Problem to solve: Nothing outside the stretch is wanted. Repeat exactly the lines of the listing below from the one that contains "across a frame." through the one that contains "own projection here).", both ends included.
Given entries below:
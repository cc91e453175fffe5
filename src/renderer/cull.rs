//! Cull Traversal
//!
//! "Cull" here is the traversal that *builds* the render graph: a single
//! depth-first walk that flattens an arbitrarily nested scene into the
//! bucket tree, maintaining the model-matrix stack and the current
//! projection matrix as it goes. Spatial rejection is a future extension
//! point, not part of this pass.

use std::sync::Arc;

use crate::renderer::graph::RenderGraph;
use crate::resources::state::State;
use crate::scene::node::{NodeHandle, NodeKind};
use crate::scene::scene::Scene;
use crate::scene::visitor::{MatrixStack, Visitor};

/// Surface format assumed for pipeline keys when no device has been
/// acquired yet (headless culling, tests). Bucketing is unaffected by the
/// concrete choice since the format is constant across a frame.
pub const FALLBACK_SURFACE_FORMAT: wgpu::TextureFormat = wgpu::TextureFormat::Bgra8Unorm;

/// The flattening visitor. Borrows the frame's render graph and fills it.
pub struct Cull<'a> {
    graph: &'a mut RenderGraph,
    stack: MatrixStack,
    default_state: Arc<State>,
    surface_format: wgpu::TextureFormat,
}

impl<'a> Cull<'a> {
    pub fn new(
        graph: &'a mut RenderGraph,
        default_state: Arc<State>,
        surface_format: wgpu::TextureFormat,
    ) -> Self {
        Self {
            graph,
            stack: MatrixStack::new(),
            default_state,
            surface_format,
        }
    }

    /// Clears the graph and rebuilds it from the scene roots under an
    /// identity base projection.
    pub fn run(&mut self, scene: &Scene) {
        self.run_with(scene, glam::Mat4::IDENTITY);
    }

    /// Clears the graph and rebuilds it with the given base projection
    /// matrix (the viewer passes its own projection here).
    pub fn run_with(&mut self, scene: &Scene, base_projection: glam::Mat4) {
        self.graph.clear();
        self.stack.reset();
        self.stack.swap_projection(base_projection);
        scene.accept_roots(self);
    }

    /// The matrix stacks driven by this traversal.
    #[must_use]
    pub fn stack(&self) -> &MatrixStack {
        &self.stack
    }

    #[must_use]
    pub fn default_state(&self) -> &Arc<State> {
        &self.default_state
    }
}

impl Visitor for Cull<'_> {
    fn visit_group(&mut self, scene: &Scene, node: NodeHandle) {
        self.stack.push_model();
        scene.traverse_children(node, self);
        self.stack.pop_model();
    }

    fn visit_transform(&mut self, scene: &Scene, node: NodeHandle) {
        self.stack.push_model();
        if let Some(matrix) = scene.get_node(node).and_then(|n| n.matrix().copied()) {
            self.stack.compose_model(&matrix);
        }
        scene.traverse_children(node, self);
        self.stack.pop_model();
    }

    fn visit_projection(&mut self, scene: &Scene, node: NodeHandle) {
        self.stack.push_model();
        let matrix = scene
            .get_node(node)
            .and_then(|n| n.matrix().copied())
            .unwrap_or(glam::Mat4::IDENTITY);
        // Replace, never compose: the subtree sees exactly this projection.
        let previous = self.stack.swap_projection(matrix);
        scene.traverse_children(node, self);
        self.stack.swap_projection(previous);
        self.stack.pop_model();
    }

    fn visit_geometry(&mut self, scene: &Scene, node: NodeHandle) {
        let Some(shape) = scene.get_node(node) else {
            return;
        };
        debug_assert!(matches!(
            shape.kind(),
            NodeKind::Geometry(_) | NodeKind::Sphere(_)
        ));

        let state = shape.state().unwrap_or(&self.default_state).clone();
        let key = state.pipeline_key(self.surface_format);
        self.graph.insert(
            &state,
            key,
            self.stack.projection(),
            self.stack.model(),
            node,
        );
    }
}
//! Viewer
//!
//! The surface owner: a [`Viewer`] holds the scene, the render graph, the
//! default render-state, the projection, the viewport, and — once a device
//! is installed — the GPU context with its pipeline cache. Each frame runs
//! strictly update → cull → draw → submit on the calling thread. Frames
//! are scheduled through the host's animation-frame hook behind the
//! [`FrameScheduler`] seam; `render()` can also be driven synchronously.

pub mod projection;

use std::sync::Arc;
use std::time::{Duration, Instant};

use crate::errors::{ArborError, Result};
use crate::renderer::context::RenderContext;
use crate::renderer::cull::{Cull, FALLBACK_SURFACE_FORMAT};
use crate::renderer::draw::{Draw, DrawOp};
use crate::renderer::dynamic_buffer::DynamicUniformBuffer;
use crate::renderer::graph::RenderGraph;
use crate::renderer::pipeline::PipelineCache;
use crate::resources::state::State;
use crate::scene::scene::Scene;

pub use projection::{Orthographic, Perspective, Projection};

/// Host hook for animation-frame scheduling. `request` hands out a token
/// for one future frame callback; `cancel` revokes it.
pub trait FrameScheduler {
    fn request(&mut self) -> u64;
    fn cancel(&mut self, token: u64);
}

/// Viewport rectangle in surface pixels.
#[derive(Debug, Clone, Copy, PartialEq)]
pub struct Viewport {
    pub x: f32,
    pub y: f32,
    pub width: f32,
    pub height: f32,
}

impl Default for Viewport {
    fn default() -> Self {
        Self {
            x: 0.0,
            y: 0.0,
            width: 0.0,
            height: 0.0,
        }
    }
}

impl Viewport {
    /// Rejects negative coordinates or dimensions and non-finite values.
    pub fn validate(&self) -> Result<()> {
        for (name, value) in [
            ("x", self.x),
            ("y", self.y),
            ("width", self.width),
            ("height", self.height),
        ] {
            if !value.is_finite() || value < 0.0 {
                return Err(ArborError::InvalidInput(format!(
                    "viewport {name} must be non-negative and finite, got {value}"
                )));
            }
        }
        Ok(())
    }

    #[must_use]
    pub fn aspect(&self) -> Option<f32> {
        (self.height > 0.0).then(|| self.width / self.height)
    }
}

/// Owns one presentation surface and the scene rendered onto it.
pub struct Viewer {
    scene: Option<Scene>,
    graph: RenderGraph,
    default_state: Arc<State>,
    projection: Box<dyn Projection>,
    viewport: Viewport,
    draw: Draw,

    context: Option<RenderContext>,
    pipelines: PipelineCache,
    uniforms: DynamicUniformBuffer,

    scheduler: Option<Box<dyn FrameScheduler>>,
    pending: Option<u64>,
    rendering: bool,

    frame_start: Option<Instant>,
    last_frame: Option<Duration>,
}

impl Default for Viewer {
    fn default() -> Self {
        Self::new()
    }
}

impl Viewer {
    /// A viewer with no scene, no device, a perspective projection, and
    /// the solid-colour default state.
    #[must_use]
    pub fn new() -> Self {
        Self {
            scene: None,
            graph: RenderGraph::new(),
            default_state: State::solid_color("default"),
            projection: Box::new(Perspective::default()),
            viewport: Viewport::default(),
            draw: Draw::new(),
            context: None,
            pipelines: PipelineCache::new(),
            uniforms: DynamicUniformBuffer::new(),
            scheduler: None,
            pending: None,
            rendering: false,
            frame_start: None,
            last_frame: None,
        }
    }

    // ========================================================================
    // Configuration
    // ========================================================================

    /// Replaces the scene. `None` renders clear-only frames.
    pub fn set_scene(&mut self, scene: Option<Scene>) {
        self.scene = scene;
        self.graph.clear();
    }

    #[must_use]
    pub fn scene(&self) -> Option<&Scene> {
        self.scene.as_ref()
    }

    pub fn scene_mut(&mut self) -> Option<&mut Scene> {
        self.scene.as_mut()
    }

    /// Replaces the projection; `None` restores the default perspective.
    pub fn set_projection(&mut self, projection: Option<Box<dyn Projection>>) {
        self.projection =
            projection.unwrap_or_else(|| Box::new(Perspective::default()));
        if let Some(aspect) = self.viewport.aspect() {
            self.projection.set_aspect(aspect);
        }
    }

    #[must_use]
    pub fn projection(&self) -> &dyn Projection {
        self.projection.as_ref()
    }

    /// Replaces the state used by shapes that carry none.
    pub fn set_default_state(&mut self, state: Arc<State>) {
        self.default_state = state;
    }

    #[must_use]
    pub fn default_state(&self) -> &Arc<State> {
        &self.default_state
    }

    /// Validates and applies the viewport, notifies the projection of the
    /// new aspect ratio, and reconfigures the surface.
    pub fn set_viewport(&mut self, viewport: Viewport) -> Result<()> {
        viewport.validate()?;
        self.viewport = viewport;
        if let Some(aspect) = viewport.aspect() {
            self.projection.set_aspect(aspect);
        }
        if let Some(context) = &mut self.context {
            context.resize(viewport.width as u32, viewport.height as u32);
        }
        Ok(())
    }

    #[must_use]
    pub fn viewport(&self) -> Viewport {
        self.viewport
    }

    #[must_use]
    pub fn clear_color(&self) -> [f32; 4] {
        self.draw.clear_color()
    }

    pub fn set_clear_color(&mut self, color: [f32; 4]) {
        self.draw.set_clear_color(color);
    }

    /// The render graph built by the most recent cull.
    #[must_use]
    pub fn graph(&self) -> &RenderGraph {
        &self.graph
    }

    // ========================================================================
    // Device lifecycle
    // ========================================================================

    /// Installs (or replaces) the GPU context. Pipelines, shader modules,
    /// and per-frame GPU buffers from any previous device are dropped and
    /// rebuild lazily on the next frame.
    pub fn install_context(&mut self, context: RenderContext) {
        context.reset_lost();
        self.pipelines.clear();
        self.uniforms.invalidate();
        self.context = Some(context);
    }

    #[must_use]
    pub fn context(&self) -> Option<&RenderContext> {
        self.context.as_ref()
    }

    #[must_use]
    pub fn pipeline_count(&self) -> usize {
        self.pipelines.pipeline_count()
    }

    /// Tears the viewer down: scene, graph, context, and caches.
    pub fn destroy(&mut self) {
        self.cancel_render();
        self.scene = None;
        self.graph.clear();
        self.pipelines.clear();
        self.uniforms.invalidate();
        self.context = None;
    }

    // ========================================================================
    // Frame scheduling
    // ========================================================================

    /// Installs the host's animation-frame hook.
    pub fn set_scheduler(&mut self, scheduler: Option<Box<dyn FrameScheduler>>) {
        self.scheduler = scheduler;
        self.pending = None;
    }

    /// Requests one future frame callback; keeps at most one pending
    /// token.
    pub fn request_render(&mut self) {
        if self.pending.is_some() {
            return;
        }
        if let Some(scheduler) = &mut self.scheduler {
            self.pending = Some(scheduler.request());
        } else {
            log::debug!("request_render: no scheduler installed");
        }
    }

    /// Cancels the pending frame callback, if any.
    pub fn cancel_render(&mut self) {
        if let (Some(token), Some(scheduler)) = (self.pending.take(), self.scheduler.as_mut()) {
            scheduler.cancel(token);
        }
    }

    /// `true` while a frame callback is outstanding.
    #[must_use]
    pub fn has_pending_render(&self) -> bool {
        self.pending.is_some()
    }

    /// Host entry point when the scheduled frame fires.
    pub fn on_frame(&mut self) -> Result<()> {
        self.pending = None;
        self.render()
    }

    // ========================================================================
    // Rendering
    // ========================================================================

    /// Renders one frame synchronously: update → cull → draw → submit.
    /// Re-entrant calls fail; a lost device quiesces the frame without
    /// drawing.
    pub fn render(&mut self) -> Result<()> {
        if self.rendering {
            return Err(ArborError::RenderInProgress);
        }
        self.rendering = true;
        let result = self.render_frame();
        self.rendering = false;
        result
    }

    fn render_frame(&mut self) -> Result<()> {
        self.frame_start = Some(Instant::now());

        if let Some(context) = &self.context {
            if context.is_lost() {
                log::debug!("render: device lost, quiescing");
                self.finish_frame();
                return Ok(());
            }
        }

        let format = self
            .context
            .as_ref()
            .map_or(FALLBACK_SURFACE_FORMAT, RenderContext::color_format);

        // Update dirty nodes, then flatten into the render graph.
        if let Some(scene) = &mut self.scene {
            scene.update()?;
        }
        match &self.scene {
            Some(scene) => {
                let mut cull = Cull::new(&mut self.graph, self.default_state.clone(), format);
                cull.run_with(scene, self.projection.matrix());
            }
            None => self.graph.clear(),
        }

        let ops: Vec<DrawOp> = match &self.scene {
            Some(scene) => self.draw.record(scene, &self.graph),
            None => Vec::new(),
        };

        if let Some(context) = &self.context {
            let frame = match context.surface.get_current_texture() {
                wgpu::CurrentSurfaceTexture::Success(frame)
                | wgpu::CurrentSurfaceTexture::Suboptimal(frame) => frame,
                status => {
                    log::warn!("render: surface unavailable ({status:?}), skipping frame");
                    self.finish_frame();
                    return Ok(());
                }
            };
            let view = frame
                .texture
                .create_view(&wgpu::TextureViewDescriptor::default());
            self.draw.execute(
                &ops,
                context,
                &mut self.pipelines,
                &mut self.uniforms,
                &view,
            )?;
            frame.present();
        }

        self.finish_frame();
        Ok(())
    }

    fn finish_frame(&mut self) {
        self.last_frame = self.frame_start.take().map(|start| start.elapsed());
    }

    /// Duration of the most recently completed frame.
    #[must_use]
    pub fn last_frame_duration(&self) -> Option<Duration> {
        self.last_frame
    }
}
End of Given entries.
Answer for this exercise:
/// concrete choice since the format is constant across a frame.
pub const FALLBACK_SURFACE_FORMAT: wgpu::TextureFormat = wgpu::TextureFormat::Bgra8Unorm;

/// The flattening visitor. Borrows the frame's render graph and fills it.
pub struct Cull<'a> {
    graph: &'a mut RenderGraph,
    stack: MatrixStack,
    default_state: Arc<State>,
    surface_format: wgpu::TextureFormat,
}

impl<'a> Cull<'a> {
    pub fn new(
        graph: &'a mut RenderGraph,
        default_state: Arc<State>,
        surface_format: wgpu::TextureFormat,
    ) -> Self {
        Self {
            graph,
            stack: MatrixStack::new(),
            default_state,
            surface_format,
        }
    }

    /// Clears the graph and rebuilds it from the scene roots under an
    /// identity base projection.
    pub fn run(&mut self, scene: &Scene) {
        self.run_with(scene, glam::Mat4::IDENTITY);
    }

    /// Clears the graph and rebuilds it with the given base projection
    /// matrix (the viewer passes its own projection here).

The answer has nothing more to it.